[WHAT IS BEING ASKED]
Pull every line holding the word "Relaxed" out of the data and copy it.
====== RECORDS PROVIDED ======
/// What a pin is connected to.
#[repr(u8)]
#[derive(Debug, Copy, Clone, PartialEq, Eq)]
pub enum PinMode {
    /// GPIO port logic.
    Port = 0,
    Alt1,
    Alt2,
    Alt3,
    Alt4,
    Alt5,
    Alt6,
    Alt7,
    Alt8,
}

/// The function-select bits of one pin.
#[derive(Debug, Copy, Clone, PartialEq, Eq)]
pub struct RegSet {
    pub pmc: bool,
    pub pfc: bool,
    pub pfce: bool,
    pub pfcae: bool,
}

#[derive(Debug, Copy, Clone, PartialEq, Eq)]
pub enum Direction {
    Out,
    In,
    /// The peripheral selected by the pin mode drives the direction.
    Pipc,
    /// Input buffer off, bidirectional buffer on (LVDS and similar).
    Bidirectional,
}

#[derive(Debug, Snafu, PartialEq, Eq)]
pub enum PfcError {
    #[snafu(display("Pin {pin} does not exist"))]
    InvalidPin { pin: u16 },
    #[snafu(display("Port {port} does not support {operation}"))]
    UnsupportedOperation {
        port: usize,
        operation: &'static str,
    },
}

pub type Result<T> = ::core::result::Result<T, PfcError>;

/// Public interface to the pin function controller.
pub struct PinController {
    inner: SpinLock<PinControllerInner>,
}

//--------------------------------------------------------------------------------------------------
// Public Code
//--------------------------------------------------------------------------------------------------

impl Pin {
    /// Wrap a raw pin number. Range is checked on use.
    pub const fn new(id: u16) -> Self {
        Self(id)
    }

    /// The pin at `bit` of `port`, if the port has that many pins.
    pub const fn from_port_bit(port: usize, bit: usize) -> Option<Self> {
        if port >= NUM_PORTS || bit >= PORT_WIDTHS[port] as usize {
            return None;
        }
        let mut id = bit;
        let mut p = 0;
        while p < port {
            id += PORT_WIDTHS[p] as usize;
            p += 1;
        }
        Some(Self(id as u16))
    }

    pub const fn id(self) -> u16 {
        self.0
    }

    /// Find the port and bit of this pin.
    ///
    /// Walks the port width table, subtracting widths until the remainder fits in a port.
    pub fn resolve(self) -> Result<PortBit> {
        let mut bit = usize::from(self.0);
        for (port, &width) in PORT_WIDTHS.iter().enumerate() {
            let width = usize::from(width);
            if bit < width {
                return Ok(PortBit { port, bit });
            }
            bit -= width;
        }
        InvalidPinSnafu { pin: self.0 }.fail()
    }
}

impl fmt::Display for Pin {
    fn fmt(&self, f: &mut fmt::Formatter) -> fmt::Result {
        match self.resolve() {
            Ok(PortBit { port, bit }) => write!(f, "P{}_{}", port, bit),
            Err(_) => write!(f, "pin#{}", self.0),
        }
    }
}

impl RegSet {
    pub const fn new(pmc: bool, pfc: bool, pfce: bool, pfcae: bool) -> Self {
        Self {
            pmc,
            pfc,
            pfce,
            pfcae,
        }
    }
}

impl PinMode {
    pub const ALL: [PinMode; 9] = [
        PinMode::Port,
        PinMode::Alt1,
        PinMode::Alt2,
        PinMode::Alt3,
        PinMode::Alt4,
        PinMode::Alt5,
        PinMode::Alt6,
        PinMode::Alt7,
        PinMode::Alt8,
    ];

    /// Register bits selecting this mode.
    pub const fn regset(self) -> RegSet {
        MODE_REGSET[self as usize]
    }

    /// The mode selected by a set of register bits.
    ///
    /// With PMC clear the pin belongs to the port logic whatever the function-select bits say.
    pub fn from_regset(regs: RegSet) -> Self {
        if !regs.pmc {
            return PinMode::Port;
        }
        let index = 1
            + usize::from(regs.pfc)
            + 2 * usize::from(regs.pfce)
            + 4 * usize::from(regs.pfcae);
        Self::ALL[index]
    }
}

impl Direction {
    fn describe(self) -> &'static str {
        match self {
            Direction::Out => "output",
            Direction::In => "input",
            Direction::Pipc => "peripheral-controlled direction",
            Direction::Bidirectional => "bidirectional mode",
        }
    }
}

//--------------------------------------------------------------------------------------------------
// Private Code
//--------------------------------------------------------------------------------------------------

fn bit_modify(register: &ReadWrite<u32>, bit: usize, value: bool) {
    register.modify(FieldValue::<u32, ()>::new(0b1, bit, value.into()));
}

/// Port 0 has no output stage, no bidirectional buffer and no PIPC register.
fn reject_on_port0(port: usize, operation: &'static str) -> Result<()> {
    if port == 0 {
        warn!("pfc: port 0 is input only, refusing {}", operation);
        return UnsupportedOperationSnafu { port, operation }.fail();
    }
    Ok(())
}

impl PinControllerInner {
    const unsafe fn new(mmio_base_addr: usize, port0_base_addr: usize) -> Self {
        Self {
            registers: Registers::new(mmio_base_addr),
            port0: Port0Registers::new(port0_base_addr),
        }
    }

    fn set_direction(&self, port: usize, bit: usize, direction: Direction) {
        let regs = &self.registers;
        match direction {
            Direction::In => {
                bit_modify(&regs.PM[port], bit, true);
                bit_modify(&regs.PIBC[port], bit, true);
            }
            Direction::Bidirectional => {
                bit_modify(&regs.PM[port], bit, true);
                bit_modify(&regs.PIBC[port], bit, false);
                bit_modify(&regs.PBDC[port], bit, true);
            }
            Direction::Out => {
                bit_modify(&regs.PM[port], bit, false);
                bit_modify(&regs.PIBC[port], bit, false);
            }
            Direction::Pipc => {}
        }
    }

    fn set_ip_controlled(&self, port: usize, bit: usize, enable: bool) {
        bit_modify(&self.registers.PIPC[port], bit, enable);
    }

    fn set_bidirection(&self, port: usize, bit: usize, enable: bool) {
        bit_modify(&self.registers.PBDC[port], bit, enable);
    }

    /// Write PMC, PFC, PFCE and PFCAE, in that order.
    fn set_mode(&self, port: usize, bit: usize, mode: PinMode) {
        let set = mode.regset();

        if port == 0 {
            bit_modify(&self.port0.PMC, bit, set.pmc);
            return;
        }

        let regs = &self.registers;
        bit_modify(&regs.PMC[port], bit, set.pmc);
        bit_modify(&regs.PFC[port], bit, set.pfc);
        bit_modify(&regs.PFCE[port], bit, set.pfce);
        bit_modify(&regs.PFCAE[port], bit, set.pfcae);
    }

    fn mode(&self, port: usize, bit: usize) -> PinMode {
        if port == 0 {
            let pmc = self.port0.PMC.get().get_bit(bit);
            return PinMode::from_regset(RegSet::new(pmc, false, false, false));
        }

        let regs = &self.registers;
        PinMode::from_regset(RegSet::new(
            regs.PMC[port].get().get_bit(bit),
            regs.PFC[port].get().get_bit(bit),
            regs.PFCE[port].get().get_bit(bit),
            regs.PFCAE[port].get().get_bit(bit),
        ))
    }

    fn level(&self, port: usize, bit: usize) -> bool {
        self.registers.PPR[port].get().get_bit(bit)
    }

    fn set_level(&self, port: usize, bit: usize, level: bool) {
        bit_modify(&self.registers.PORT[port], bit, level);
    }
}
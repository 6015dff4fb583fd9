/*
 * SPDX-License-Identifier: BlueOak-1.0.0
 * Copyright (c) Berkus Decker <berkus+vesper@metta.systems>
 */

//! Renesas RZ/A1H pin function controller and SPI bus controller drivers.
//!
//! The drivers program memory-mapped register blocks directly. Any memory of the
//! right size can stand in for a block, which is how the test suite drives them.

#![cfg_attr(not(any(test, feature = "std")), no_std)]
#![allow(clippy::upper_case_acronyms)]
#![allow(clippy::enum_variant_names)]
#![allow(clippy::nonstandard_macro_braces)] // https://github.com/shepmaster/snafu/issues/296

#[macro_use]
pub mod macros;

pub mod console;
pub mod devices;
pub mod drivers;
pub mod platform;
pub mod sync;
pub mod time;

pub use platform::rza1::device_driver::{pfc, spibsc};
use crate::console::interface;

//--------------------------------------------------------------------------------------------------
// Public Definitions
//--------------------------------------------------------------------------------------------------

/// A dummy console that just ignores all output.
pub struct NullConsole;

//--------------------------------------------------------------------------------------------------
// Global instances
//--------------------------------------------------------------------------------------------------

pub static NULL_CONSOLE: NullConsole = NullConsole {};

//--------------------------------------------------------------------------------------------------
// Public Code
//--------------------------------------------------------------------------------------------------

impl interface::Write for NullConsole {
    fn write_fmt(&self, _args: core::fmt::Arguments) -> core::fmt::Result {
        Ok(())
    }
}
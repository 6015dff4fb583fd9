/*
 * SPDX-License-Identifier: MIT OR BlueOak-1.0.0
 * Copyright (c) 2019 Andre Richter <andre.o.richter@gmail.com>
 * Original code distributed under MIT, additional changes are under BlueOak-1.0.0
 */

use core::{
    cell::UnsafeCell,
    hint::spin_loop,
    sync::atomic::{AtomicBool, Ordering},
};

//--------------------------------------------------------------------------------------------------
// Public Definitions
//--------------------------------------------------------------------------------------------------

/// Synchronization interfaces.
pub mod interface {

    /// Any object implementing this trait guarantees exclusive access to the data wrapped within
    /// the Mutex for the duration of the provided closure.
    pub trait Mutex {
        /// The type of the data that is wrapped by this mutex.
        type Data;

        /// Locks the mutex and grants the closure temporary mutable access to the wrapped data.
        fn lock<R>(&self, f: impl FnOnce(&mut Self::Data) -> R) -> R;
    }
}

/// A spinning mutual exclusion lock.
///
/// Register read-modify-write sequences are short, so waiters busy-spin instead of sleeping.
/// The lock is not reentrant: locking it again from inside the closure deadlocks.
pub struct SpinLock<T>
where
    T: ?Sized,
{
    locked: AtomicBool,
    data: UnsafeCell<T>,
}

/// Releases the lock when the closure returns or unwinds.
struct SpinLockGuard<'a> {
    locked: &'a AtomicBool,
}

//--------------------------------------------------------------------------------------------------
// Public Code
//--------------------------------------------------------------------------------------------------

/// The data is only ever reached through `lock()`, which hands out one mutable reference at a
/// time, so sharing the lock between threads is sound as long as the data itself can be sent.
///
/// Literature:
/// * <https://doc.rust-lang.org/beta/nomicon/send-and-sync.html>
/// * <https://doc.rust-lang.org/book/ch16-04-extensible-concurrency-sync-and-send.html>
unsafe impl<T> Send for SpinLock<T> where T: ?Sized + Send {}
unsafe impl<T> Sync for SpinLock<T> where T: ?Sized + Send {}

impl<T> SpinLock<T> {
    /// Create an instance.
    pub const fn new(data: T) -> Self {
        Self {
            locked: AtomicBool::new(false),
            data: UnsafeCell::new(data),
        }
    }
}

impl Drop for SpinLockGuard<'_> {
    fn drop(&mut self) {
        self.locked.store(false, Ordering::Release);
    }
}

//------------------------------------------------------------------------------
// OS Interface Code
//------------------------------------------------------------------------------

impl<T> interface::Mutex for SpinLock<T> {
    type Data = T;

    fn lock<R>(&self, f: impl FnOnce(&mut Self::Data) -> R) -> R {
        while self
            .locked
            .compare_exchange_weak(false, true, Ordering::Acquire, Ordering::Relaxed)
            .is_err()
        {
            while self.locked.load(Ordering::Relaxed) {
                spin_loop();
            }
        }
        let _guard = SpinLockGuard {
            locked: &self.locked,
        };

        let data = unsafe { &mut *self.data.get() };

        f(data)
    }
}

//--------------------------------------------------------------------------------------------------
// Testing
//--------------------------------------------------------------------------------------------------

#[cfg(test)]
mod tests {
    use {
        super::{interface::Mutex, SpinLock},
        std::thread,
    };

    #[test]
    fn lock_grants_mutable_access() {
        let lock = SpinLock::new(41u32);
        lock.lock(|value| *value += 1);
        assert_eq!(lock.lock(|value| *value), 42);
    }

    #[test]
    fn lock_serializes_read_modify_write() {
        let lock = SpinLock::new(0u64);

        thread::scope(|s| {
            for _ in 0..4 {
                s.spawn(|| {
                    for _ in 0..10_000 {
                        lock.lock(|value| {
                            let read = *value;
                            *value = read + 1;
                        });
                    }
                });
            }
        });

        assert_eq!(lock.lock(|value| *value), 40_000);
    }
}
======
[TASK RESULT]
            .compare_exchange_weak(false, true, Ordering::Acquire, Ordering::Relaxed)
            while self.locked.load(Ordering::Relaxed) {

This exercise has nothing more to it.